AVAILABLE RECORDS.
▽

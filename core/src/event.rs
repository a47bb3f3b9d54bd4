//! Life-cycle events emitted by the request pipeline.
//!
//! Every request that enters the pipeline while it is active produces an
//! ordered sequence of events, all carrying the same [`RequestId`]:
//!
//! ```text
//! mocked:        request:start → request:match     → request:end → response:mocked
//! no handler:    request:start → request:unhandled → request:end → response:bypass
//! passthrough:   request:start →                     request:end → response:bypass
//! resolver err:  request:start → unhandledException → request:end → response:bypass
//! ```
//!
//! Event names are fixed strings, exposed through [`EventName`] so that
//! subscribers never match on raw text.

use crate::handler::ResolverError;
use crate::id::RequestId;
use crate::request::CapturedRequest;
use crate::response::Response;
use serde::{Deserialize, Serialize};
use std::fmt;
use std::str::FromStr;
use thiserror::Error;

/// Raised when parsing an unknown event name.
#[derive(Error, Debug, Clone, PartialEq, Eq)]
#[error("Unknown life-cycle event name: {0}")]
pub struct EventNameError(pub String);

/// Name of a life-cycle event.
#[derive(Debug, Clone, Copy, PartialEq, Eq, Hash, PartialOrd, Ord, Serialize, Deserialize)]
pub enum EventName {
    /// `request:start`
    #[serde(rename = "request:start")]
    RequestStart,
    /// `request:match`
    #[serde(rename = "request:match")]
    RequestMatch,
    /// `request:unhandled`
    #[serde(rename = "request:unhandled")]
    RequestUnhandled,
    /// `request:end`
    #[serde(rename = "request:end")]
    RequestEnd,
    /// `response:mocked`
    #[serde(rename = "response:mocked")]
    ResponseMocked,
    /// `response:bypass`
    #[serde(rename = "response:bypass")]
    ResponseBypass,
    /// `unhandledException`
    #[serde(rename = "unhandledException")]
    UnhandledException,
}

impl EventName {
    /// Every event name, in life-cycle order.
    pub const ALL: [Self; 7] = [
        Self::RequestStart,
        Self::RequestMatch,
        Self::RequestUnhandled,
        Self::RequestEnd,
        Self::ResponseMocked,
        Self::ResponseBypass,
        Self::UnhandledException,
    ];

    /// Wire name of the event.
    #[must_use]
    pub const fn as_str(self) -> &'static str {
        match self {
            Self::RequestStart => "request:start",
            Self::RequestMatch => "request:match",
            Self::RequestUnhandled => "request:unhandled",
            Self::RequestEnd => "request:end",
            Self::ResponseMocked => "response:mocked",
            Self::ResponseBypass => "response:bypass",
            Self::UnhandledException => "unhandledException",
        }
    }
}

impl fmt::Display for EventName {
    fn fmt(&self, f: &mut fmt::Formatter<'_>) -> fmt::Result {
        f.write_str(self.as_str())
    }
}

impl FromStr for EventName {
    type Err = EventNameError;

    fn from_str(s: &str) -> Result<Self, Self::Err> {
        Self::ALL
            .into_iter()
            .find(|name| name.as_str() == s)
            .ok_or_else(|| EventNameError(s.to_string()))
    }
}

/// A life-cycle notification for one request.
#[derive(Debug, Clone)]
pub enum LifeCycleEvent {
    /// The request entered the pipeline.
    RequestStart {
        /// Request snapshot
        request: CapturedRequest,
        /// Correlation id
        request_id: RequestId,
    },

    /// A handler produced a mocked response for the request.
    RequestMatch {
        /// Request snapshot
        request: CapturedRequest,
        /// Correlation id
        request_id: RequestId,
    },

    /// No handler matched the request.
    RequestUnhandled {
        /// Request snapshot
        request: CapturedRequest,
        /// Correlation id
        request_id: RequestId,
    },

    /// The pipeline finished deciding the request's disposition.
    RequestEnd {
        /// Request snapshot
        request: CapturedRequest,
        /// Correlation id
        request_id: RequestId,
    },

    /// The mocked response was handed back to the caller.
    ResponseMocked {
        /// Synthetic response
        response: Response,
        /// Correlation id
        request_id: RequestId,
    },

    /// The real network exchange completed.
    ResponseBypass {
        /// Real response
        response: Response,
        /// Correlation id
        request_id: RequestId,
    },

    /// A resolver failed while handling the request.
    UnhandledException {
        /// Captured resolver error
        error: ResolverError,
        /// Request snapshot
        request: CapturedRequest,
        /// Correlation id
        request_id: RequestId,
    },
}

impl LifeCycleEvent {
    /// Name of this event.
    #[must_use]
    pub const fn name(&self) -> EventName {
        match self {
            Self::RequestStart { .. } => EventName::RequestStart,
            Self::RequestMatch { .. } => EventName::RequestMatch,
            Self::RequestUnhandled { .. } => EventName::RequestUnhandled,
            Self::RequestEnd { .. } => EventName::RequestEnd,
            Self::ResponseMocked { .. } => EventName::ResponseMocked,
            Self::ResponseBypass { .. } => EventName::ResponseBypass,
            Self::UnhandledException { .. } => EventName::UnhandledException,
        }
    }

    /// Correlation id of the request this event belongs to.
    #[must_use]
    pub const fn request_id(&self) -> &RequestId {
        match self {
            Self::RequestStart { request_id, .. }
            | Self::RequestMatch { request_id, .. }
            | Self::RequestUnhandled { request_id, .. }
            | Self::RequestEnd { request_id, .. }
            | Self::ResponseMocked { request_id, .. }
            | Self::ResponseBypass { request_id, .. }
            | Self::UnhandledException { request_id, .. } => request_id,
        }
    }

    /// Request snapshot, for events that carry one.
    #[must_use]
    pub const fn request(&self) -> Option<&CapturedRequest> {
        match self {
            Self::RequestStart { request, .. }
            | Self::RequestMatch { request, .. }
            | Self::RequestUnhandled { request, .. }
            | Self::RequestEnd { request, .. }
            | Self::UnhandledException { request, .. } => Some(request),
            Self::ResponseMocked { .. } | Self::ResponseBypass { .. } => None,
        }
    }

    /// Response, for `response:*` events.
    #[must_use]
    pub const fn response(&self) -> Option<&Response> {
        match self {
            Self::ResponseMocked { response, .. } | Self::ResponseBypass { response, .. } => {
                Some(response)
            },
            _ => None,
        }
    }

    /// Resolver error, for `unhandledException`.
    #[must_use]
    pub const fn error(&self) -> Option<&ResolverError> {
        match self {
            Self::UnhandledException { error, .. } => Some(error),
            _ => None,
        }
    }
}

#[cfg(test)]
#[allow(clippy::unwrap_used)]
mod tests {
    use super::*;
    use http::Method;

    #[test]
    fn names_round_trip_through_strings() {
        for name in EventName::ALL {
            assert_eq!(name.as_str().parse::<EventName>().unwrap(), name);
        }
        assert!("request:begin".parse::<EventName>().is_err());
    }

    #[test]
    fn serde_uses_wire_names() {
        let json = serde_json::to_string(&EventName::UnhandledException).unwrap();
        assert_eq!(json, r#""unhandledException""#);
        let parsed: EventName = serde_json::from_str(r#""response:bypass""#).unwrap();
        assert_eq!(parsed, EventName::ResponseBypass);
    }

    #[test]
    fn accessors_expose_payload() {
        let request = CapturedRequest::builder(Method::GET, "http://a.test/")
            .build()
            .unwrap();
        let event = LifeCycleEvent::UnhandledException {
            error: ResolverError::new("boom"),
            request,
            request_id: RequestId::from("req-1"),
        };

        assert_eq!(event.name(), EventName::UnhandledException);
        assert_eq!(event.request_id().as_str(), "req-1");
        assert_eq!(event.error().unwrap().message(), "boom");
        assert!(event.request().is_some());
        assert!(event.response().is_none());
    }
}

△

THE PROBLEM. Reproduce each entry above exactly, keeping every word.

ANSWER TO THE PROBLEM.
filename core/src/event.rs
repository a47bb3f3b9d54bd4
//! Life-cycle events emitted by the request pipeline.
//!
//! Every request that enters the pipeline while it is active produces an
//! ordered sequence of events, all carrying the same [`RequestId`]:
//!
//! ```text
//! mocked:        request:start → request:match     → request:end → response:mocked
//! no handler:    request:start → request:unhandled → request:end → response:bypass
//! passthrough:   request:start →                     request:end → response:bypass
//! resolver err:  request:start → unhandledException → request:end → response:bypass
//! ```
//!
//! Event names are fixed strings, exposed through [`EventName`] so that
//! subscribers never match on raw text.

use crate::handler::ResolverError;
use crate::id::RequestId;
use crate::request::CapturedRequest;
use crate::response::Response;
use serde::{Deserialize, Serialize};
use std::fmt;
use std::str::FromStr;
use thiserror::Error;

/// Raised when parsing an unknown event name.
#[derive(Error, Debug, Clone, PartialEq, Eq)]
#[error("Unknown life-cycle event name: {0}")]
pub struct EventNameError(pub String);

/// Name of a life-cycle event.
#[derive(Debug, Clone, Copy, PartialEq, Eq, Hash, PartialOrd, Ord, Serialize, Deserialize)]
pub enum EventName {
    /// `request:start`
    #[serde(rename = "request:start")]
    RequestStart,
    /// `request:match`
    #[serde(rename = "request:match")]
    RequestMatch,
    /// `request:unhandled`
    #[serde(rename = "request:unhandled")]
    RequestUnhandled,
    /// `request:end`
    #[serde(rename = "request:end")]
    RequestEnd,
    /// `response:mocked`
    #[serde(rename = "response:mocked")]
    ResponseMocked,
    /// `response:bypass`
    #[serde(rename = "response:bypass")]
    ResponseBypass,
    /// `unhandledException`
    #[serde(rename = "unhandledException")]
    UnhandledException,
}

impl EventName {
    /// Every event name, in life-cycle order.
    pub const ALL: [Self; 7] = [
        Self::RequestStart,
        Self::RequestMatch,
        Self::RequestUnhandled,
        Self::RequestEnd,
        Self::ResponseMocked,
        Self::ResponseBypass,
        Self::UnhandledException,
    ];

    /// Wire name of the event.
    #[must_use]
    pub const fn as_str(self) -> &'static str {
        match self {
            Self::RequestStart => "request:start",
            Self::RequestMatch => "request:match",
            Self::RequestUnhandled => "request:unhandled",
            Self::RequestEnd => "request:end",
            Self::ResponseMocked => "response:mocked",
            Self::ResponseBypass => "response:bypass",
            Self::UnhandledException => "unhandledException",
        }
    }
}

impl fmt::Display for EventName {
    fn fmt(&self, f: &mut fmt::Formatter<'_>) -> fmt::Result {
        f.write_str(self.as_str())
    }
}

impl FromStr for EventName {
    type Err = EventNameError;

    fn from_str(s: &str) -> Result<Self, Self::Err> {
        Self::ALL
            .into_iter()
            .find(|name| name.as_str() == s)
            .ok_or_else(|| EventNameError(s.to_string()))
    }
}

/// A life-cycle notification for one request.
#[derive(Debug, Clone)]
pub enum LifeCycleEvent {
    /// The request entered the pipeline.
    RequestStart {
        /// Request snapshot
        request: CapturedRequest,
        /// Correlation id
        request_id: RequestId,
    },

    /// A handler produced a mocked response for the request.
    RequestMatch {
        /// Request snapshot
        request: CapturedRequest,
        /// Correlation id
        request_id: RequestId,
    },

    /// No handler matched the request.
    RequestUnhandled {
        /// Request snapshot
        request: CapturedRequest,
        /// Correlation id
        request_id: RequestId,
    },

    /// The pipeline finished deciding the request's disposition.
    RequestEnd {
        /// Request snapshot
        request: CapturedRequest,
        /// Correlation id
        request_id: RequestId,
    },

    /// The mocked response was handed back to the caller.
    ResponseMocked {
        /// Synthetic response
        response: Response,
        /// Correlation id
        request_id: RequestId,
    },

    /// The real network exchange completed.
    ResponseBypass {
        /// Real response
        response: Response,
        /// Correlation id
        request_id: RequestId,
    },

    /// A resolver failed while handling the request.
    UnhandledException {
        /// Captured resolver error
        error: ResolverError,
        /// Request snapshot
        request: CapturedRequest,
        /// Correlation id
        request_id: RequestId,
    },
}

impl LifeCycleEvent {
    /// Name of this event.
    #[must_use]
    pub const fn name(&self) -> EventName {
        match self {
            Self::RequestStart { .. } => EventName::RequestStart,
            Self::RequestMatch { .. } => EventName::RequestMatch,
            Self::RequestUnhandled { .. } => EventName::RequestUnhandled,
            Self::RequestEnd { .. } => EventName::RequestEnd,
            Self::ResponseMocked { .. } => EventName::ResponseMocked,
            Self::ResponseBypass { .. } => EventName::ResponseBypass,
            Self::UnhandledException { .. } => EventName::UnhandledException,
        }
    }

    /// Correlation id of the request this event belongs to.
    #[must_use]
    pub const fn request_id(&self) -> &RequestId {
        match self {
            Self::RequestStart { request_id, .. }
            | Self::RequestMatch { request_id, .. }
            | Self::RequestUnhandled { request_id, .. }
            | Self::RequestEnd { request_id, .. }
            | Self::ResponseMocked { request_id, .. }
            | Self::ResponseBypass { request_id, .. }
            | Self::UnhandledException { request_id, .. } => request_id,
        }
    }

    /// Request snapshot, for events that carry one.
    #[must_use]
    pub const fn request(&self) -> Option<&CapturedRequest> {
        match self {
            Self::RequestStart { request, .. }
            | Self::RequestMatch { request, .. }
            | Self::RequestUnhandled { request, .. }
            | Self::RequestEnd { request, .. }
            | Self::UnhandledException { request, .. } => Some(request),
            Self::ResponseMocked { .. } | Self::ResponseBypass { .. } => None,
        }
    }

    /// Response, for `response:*` events.
    #[must_use]
    pub const fn response(&self) -> Option<&Response> {
        match self {
            Self::ResponseMocked { response, .. } | Self::ResponseBypass { response, .. } => {
                Some(response)
            },
            _ => None,
        }
    }

    /// Resolver error, for `unhandledException`.
    #[must_use]
    pub const fn error(&self) -> Option<&ResolverError> {
        match self {
            Self::UnhandledException { error, .. } => Some(error),
            _ => None,
        }
    }
}

#[cfg(test)]
#[allow(clippy::unwrap_used)]
mod tests {
    use super::*;
    use http::Method;

    #[test]
    fn names_round_trip_through_strings() {
        for name in EventName::ALL {
            assert_eq!(name.as_str().parse::<EventName>().unwrap(), name);
        }
        assert!("request:begin".parse::<EventName>().is_err());
    }

    #[test]
    fn serde_uses_wire_names() {
        let json = serde_json::to_string(&EventName::UnhandledException).unwrap();
        assert_eq!(json, r#""unhandledException""#);
        let parsed: EventName = serde_json::from_str(r#""response:bypass""#).unwrap();
        assert_eq!(parsed, EventName::ResponseBypass);
    }

    #[test]
    fn accessors_expose_payload() {
        let request = CapturedRequest::builder(Method::GET, "http://a.test/")
            .build()
            .unwrap();
        let event = LifeCycleEvent::UnhandledException {
            error: ResolverError::new("boom"),
            request,
            request_id: RequestId::from("req-1"),
        };

        assert_eq!(event.name(), EventName::UnhandledException);
        assert_eq!(event.request_id().as_str(), "req-1");
        assert_eq!(event.error().unwrap().message(), "boom");
        assert!(event.request().is_some());
        assert!(event.response().is_none());
    }
}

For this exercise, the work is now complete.